Table_1_A New Rat Model of Chronic Cerebral Hypoperfusion Resulting in Early-Stage Vascular Cognitive Impairment.DOCX
Currently, most models of vascular cognitive impairment are established by occluding the carotid arteries uni- or bilaterally to reduce the cerebral blood flow mimicking chronic cerebral hypoxia. Due to the sudden blood flow interruption, a gradual narrowing of the carotid artery cannot be completely imitated. This paper aims to establish a bilateral carotid stenosis model with mild cognitive dysfunction and mild white matter changes to simulate patients with vascular predementia.Methods
Aged Wistar rats (18 months old) underwent either bilateral common carotid artery stenosis (BCAS) or occlusion (BCAO) surgery or a sham operation (control group). The cerebral blood flow in the frontal cortex was measured using Doppler flowmetry. Thirty days after surgery, cognitive function impairments were determined with the Morris water maze; cerebral magnetic resonance imaging was performed to detect changes in fractional anisotropy to assess white matter injuries, and histological studies were performed.Results
The aged rats in the BCAS group showed a more gradual cerebral blood flow reduction and a lower mortality rate (11%) compared to rats in the BCAO group.

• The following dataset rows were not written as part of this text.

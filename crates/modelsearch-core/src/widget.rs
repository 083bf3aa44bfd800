//! Headless autocomplete state.
//!
//! `SearchWidget` owns what the user sees (field text, dropdown visibility and
//! items) and decides what each event means. It never touches a timer or the
//! network: the browser component and the native controller own those and
//! feed the outcomes back in.

use crate::{Query, ResultItem, SearchResult};

/// What the front end must do after an input event. Any pending search timer
/// is cancelled in both cases.
#[derive(Debug, Clone, PartialEq, Eq)]
pub enum InputAction {
    /// Field is blank: the dropdown is already hidden, nothing is scheduled.
    Hide,
    /// Start the quiet-period timer for this query.
    Schedule(Query),
}

/// Identifies one issued search. Only the newest ticket may update the dropdown.
#[derive(Debug, Clone, Copy, PartialEq, Eq, PartialOrd, Ord, Hash)]
pub struct RequestTicket(u64);

/// Autocomplete state: owns the field text and the dropdown.
#[derive(Debug, Clone, Default)]
pub struct SearchWidget {
    /// Current text of the input field
    pub input: String,
    /// Whether the results container is shown
    pub results_visible: bool,
    /// Items from the last applied response
    pub items: Vec<ResultItem>,
    latest: u64,
}

impl SearchWidget {
    pub fn new() -> Self {
        Self::default()
    }

    /// Handles a keystroke. The caller cancels its pending timer, then either
    /// does nothing more (`Hide`) or schedules a search (`Schedule`).
    pub fn on_input(&mut self, raw: &str) -> InputAction {
        self.input = raw.to_string();
        self.invalidate();

        match Query::parse(raw) {
            Some(query) => InputAction::Schedule(query),
            None => {
                self.hide();
                InputAction::Hide
            }
        }
    }

    /// Called when the quiet period elapses, just before the request goes out.
    pub fn begin_search(&mut self) -> RequestTicket {
        self.latest += 1;
        RequestTicket(self.latest)
    }

    pub fn is_current(&self, ticket: RequestTicket) -> bool {
        ticket.0 == self.latest
    }

    /// Applies a successful response. Returns `false` and leaves the dropdown
    /// alone when a newer search or a user action has superseded `ticket`.
    pub fn apply_results(&mut self, ticket: RequestTicket, results: &[SearchResult]) -> bool {
        if !self.is_current(ticket) {
            return false;
        }
        self.show_results(results);
        true
    }

    /// Renders `results` into the dropdown. An empty list hides it.
    pub fn show_results(&mut self, results: &[SearchResult]) {
        if results.is_empty() {
            self.hide();
            return;
        }
        self.items = results.iter().map(ResultItem::from).collect();
        self.results_visible = true;
    }

    /// Puts `name` in the field and closes the dropdown. No new search starts.
    pub fn select(&mut self, name: &str) {
        self.input = name.to_string();
        self.invalidate();
        self.hide();
    }

    /// Picks the item at `index` in the current dropdown.
    pub fn select_index(&mut self, index: usize) -> Option<String> {
        let name = self.items.get(index)?.name.clone();
        self.select(&name);
        Some(name)
    }

    /// Document-wide click. Clicks outside the widget close the dropdown.
    pub fn on_document_click(&mut self, inside_widget: bool) {
        if !inside_widget {
            self.hide();
        }
    }

    pub fn hide(&mut self) {
        self.results_visible = false;
    }

    // Outstanding requests must not reopen the dropdown after the user moved on.
    fn invalidate(&mut self) {
        self.latest += 1;
    }
}

#[cfg(test)]
mod tests {
    use super::*;

    fn llama3() -> SearchResult {
        SearchResult {
            name: "llama3".to_string(),
            description: Some("A model".to_string()),
            model_size: Some("8B".to_string()),
            family: Some("llama".to_string()),
            tags: Vec::new(),
        }
    }

    fn shown() -> SearchWidget {
        let mut widget = SearchWidget::new();
        widget.on_input("lla");
        let ticket = widget.begin_search();
        assert!(widget.apply_results(ticket, &[llama3()]));
        widget
    }

    #[test]
    fn test_blank_input_hides_immediately() {
        let mut widget = shown();
        assert!(widget.results_visible);
        assert_eq!(widget.on_input("   "), InputAction::Hide);
        assert!(!widget.results_visible);
    }

    #[test]
    fn test_input_schedules_trimmed_query() {
        let mut widget = SearchWidget::new();
        let action = widget.on_input(" llama ");
        assert_eq!(action, InputAction::Schedule(Query::parse("llama").unwrap()));
        assert_eq!(widget.input, " llama ");
    }

    #[test]
    fn test_results_shown() {
        let widget = shown();
        assert!(widget.results_visible);
        assert_eq!(widget.items.len(), 1);
        assert_eq!(widget.items[0].name, "llama3");
        assert_eq!(widget.items[0].description.as_deref(), Some("A model"));
    }

    #[test]
    fn test_empty_results_hide() {
        let mut widget = shown();
        widget.on_input("zzz");
        let ticket = widget.begin_search();
        assert!(widget.apply_results(ticket, &[]));
        assert!(!widget.results_visible);
    }

    #[test]
    fn test_select_fills_input_and_hides() {
        let mut widget = shown();
        widget.select("llama3");
        assert_eq!(widget.input, "llama3");
        assert!(!widget.results_visible);
    }

    #[test]
    fn test_select_index() {
        let mut widget = shown();
        assert_eq!(widget.select_index(3), None);
        assert!(widget.results_visible);
        assert_eq!(widget.select_index(0).as_deref(), Some("llama3"));
        assert_eq!(widget.input, "llama3");
        assert!(!widget.results_visible);
    }

    #[test]
    fn test_outside_click_hides() {
        let mut widget = shown();
        widget.on_document_click(true);
        assert!(widget.results_visible);
        widget.on_document_click(false);
        assert!(!widget.results_visible);
    }

    #[test]
    fn test_stale_response_dropped() {
        let mut widget = SearchWidget::new();
        widget.on_input("l");
        let first = widget.begin_search();
        widget.on_input("ll");
        let second = widget.begin_search();

        assert!(widget.apply_results(second, &[SearchResult::named("llava")]));
        assert!(!widget.apply_results(first, &[llama3()]));
        assert_eq!(widget.items[0].name, "llava");
    }

    #[test]
    fn test_response_after_selection_ignored() {
        let mut widget = SearchWidget::new();
        widget.on_input("llama");
        let ticket = widget.begin_search();
        widget.select("llama3");
        assert!(!widget.apply_results(ticket, &[llama3()]));
        assert!(!widget.results_visible);
    }
}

The water maze test revealed a more marginal impairment affecting spatial learning and memory in rats with BCAS than in rats with BCAO. Diffusion tensor imaging detected white matter injuries in the hippocampus and cerebral cortex of BCAS rats. Particularly, a small portion of nerve fibers of the lateral somatosensory cortex was significantly different between rats of the BCAO and BCAS groups. In the BCAS group, the microscopic structure of the hippocampal CA1 region changed slightly after 30 days and sustained a slight mitochondrial crista crack. Fluorescence staining indicated that the number of GFAP-positive cells was increased in rat brains of the BCAS group, and this phenomenon was even more pronounced in the BCAO group. The hnRNPA2/B1 and GABAAR-α1 expression levels were significantly decreased in the hippocampus of rats with BCAS compared to those of controls.Conclusion
Severe bilateral carotid stenosis induced mild cognitive dysfunction and slight structural changes in the brains of aged rats. Thus, a chronic cerebral hypoperfusion model was successfully established.